# NYU undergrad design program



## gabe (Jul 31, 2008)

Hey there,

I am in the process of looking at schools to apply to for a BFA program in theatre design. I really would love to live in NYC so I went on a general tour of NYU today and have a tour of tisch tomorrow. I was wondering if anyone here had gone through the design program at tisch and could say anything about it. I know that NYU has a grad program but their website says two of their mainstage shows per year are designed by undergrads. So I was wondering how much production as well as design experience I would get as an undergrad, compared to at say Ithaca college where I would probably be able to design a show starting in my junior year for the main stage. Also, will going to NYU as an undergrad have any affect, adverse or favorable, in me getting in to their grad program down the road?

Thanks


----------



## Footer (Jul 31, 2008)

Most places tend to discourage you from getting your undergrad and grad back to back at the same school. I tend to call this inbreeding, make of that what you will. 

Do a search on here for the "undergrad education in a school with a grad program" you will fine some opinions. My personal opinion is to not go to a school with a grad program.


----------



## Stryker87 (Aug 1, 2008)

I can't speak of every school that has both an undergrad and grad program, but at Indiana University I feel it's a benefit for us undergrads that there is a grad program. All of the graduate classes have an undergraduate section. Which means that I get to basically take and do graduate level work as an undergrad. This means that I'm going to even more prepared for grad school in a year or so. 

Now the down side is the fact that I was expected to keep up with grad students from the begging of my freshman year and it took some time (and a semester of academic probation) to get into the grove.
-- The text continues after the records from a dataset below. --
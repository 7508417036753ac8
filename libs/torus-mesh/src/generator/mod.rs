//! # Heightmap Torus Generator
//!
//! Bakes a heightmap into the tube radius of a torus and emits an indexed
//! triangle mesh.
//!
//! ## Algorithm
//!
//! For every grid cell `(j, i)` with `j in 0..=R` (around the main ring) and
//! `i in 0..=T` (around the tube):
//!
//! 1. Sample the heightmap at the wrapped pixel for the cell
//! 2. `tube' = tube + sample / displacement_scale`
//! 3. `u = i / T * arc`, `v = j / R * 2PI`
//! 4. `p = ((radius + tube' cos v) cos u, (radius + tube' cos v) sin u, tube' sin v)`
//! 5. `n = normalize(p - (radius cos u, radius sin u, 0))`
//! 6. `uv = (i / T, j / R)`
//!
//! The first and last ring/column are emitted separately even when they
//! coincide; see [`crate::ops::weld`] to merge them.

mod indices;
mod vertices;

use crate::error::MeshResult;
use crate::heightmap::Heightmap;
use crate::mesh::Mesh;
use crate::params::TorusParams;
use config::constants::MesherConfig;

/// Generates a heightmap-displaced torus with the default configuration.
///
/// Deterministic and free of side effects: identical inputs always produce
/// identical meshes.
///
/// # Errors
///
/// Returns [`crate::MeshError::InvalidParameter`] when the torus parameters
/// are out of range after defaults are applied. Heightmap dimensions are
/// checked when the [`Heightmap`] is constructed.
///
/// # Example
///
/// ```rust
/// use torus_mesh::{generate, Heightmap, TorusParams};
///
/// let pixels = vec![128u8; 96 * 64 * 4];
/// let heightmap = Heightmap::new(&pixels, 96, 64).unwrap();
/// let mesh = generate(&heightmap, &TorusParams::new(10.0, 3.0, 64, 100)).unwrap();
///
/// assert_eq!(mesh.vertex_count(), 65 * 101);
/// assert_eq!(mesh.indices().len(), 6 * 64 * 100);
/// ```
pub fn generate(heightmap: &Heightmap<'_>, params: &TorusParams) -> MeshResult<Mesh> {
    generate_with_config(heightmap, params, &MesherConfig::default())
}

/// Generates a heightmap-displaced torus with an explicit configuration.
///
/// Use this to change the displacement sensitivity; the weld precision in
/// `config` is not applied here.
///
/// # Errors
///
/// Returns [`crate::MeshError::Config`] when `config` holds an invalid
/// displacement scale, otherwise behaves like [`generate`].
pub fn generate_with_config(
    heightmap: &Heightmap<'_>,
    params: &TorusParams,
    config: &MesherConfig,
) -> MeshResult<Mesh> {
    let config = MesherConfig::new(config.displacement_scale, config.weld_precision_points)?;
    let torus = params.resolve()?;

    log::debug!(
        "generating torus: radius={} tube={} segments={}x{} arc={} heightmap={}x{}",
        torus.radius,
        torus.tube,
        torus.radial_segments,
        torus.tubular_segments,
        torus.arc,
        heightmap.width(),
        heightmap.height()
    );

    let buffers = vertices::build(heightmap, &torus, config.displacement_scale);
    let indices = indices::build(&torus);

    log::debug!(
        "generated {} vertices, {} triangles",
        buffers.positions.len(),
        indices.len() / 3
    );

    Ok(Mesh::from_buffers(
        buffers.positions,
        buffers.normals,
        buffers.uvs,
        indices,
    ))
}
//! End-to-end generation from a synthetic heightmap through to GPU buffers.

use std::sync::Arc;
use std::thread;

use torus_mesh::{generate, Heightmap, Mesh, TorusParams};

const WIDTH: u32 = 96;
const HEIGHT: u32 = 64;

/// Concentric rings of brightness, roughly what a terrain heightmap looks like.
fn terrain_pixels() -> Vec<u8> {
    let mut pixels = Vec::with_capacity((WIDTH * HEIGHT * 4) as usize);
    for y in 0..HEIGHT {
        for x in 0..WIDTH {
            let dx = x as f64 - WIDTH as f64 / 2.0;
            let dy = y as f64 - HEIGHT as f64 / 2.0;
            let value = ((dx * dx + dy * dy).sqrt() * 8.0) as u32 % 256;
            pixels.extend_from_slice(&[value as u8, value as u8, value as u8, 255]);
        }
    }
    pixels
}

fn terrain_mesh(pixels: &[u8]) -> Mesh {
    let heightmap = Heightmap::new(pixels, WIDTH, HEIGHT).unwrap();
    generate(&heightmap, &TorusParams::new(10.0, 3.0, 64, 100)).unwrap()
}

#[test]
fn generates_renderable_buffers() {
    let pixels = terrain_pixels();
    let mesh = terrain_mesh(&pixels);

    assert_eq!(mesh.vertex_count(), 65 * 101);
    assert_eq!(mesh.triangle_count(), 2 * 64 * 100);
    assert!(mesh.validate().is_ok());

    assert_eq!(mesh.positions_f32().len(), mesh.vertex_count() * 3);
    assert_eq!(mesh.normals_f32().len(), mesh.vertex_count() * 3);
    assert_eq!(mesh.uvs_f32().len(), mesh.vertex_count() * 2);
    assert!(mesh.positions_f32().iter().all(|v| v.is_finite()));
}

#[test]
fn displacement_stays_within_channel_range() {
    let pixels = terrain_pixels();
    let mesh = terrain_mesh(&pixels);

    // tube 3 plus at most 255 / 128 of displacement
    let max_reach = 10.0 + 3.0 + 255.0 / 128.0;
    let min_reach = 10.0 - 3.0 - 255.0 / 128.0;
    for position in mesh.positions() {
        let from_axis = position.truncate().length();
        assert!(from_axis <= max_reach + 1e-9);
        assert!(from_axis >= min_reach - 1e-9);
        assert!(position.z.abs() <= 3.0 + 255.0 / 128.0 + 1e-9);
    }
}

#[test]
fn welded_mesh_closes_the_seams() {
    let pixels = terrain_pixels();
    let raw = terrain_mesh(&pixels);
    let welded = raw.weld(4).unwrap();

    assert_eq!(welded.vertex_count(), 64 * 100);
    assert_eq!(welded.triangle_count(), raw.triangle_count());
    assert!(welded.validate().is_ok());

    // Closed surface: every edge is shared by exactly two triangles.
    let mut edges = std::collections::HashMap::new();
    for n in 0..welded.triangle_count() {
        let [a, b, c] = welded.triangle(n).unwrap();
        for (start, end) in [(a, b), (b, c), (c, a)] {
            *edges.entry((start.min(end), start.max(end))).or_insert(0u32) += 1;
        }
    }
    assert!(edges.values().all(|&count| count == 2));
}

#[test]
fn mesh_can_be_built_off_the_render_thread() {
    let pixels = Arc::new(terrain_pixels());
    let worker_pixels = Arc::clone(&pixels);

    let mesh = thread::spawn(move || terrain_mesh(&worker_pixels))
        .join()
        .unwrap();

    assert_eq!(mesh, terrain_mesh(&pixels));
}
Best of luck choosing a school.

-Tyler


----------



## MNicolai (Aug 30, 2008)

The advice I got from my friend/coworker, who has his master's in Tech Theatre, is whatever you do, don't go to a school with a grad program. You'll end up on the back burner as their monkey wrench. It's also possible they'll assume the role of TA and do the teaching to you that you should be getting from an actual professor.


I take heed of his advice really well, because he was a professor at Northwestern University, University of Milwaukee - Madison, and one or two other colleges.


----------



## cdub260 (Aug 30, 2008)

Don't forget to look at community colleges. Many of them have excellent theatre programs with a lot of opportunity for hands on experience. They are also quite a bit cheaper than universities, and you can always transfer to a university once you've finished your general education. This is the route I took, and I was quite pleased with my theatre education.


----------